■ **Assignment**
Begin at the line containing "module keeps the" in the entries below and end at the line containing "pub fn col_to_array1(m: &Mat<f64>)"; transcribe that range exactly and nothing outside it.

■ **Data in this exercise**
----
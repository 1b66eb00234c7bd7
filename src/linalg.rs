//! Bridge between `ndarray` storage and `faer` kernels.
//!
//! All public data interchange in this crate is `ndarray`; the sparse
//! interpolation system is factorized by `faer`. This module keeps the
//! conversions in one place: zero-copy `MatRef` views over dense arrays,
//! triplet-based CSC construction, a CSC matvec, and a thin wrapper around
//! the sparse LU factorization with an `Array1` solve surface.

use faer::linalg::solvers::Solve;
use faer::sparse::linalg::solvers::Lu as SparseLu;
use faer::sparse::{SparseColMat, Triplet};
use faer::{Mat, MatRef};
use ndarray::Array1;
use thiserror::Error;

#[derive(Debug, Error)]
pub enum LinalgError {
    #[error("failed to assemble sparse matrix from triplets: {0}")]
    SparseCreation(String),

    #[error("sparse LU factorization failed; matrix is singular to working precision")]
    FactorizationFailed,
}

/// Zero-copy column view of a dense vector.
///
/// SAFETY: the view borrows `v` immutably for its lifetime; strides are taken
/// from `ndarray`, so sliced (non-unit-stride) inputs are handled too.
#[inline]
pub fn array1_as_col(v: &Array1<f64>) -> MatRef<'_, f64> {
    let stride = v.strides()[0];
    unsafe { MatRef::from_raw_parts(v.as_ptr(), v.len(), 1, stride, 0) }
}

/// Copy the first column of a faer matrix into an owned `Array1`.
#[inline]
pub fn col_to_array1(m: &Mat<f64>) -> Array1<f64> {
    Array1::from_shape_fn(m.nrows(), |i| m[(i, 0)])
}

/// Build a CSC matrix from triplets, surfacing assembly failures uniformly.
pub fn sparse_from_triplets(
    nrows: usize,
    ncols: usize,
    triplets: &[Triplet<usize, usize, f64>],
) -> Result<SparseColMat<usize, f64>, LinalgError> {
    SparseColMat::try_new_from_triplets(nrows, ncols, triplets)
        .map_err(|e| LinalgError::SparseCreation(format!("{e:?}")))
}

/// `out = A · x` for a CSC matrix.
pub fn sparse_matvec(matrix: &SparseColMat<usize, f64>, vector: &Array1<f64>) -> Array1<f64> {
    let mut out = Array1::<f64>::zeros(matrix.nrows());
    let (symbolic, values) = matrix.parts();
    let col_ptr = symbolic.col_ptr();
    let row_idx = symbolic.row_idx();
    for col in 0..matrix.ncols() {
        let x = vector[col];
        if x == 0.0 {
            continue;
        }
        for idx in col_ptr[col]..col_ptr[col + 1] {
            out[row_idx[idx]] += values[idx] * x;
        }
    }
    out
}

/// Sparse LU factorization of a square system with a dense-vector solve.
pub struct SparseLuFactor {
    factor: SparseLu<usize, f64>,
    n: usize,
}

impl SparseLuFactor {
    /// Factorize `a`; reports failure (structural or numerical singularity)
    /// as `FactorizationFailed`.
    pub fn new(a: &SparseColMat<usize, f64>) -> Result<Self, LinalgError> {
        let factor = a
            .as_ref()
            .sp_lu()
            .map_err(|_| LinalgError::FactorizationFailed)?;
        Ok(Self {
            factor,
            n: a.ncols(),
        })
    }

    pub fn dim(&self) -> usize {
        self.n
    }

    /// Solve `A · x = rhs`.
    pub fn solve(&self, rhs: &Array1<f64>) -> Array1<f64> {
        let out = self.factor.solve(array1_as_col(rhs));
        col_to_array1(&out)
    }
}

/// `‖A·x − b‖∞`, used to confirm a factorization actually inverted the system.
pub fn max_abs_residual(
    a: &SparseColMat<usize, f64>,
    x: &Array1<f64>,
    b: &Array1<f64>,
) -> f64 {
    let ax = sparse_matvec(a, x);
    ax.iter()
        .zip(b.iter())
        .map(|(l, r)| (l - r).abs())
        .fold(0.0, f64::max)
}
----
■ **Worked solution**
//! interpolation system is factorized by `faer`. This module keeps the
//! conversions in one place: zero-copy `MatRef` views over dense arrays,
//! triplet-based CSC construction, a CSC matvec, and a thin wrapper around
//! the sparse LU factorization with an `Array1` solve surface.

use faer::linalg::solvers::Solve;
use faer::sparse::linalg::solvers::Lu as SparseLu;
use faer::sparse::{SparseColMat, Triplet};
use faer::{Mat, MatRef};
use ndarray::Array1;
use thiserror::Error;

#[derive(Debug, Error)]
pub enum LinalgError {
    #[error("failed to assemble sparse matrix from triplets: {0}")]
    SparseCreation(String),

    #[error("sparse LU factorization failed; matrix is singular to working precision")]
    FactorizationFailed,
}

/// Zero-copy column view of a dense vector.
///
/// SAFETY: the view borrows `v` immutably for its lifetime; strides are taken
/// from `ndarray`, so sliced (non-unit-stride) inputs are handled too.
#[inline]
pub fn array1_as_col(v: &Array1<f64>) -> MatRef<'_, f64> {
    let stride = v.strides()[0];
    unsafe { MatRef::from_raw_parts(v.as_ptr(), v.len(), 1, stride, 0) }
}

/// Copy the first column of a faer matrix into an owned `Array1`.
#[inline]
pub fn col_to_array1(m: &Mat<f64>) -> Array1<f64> {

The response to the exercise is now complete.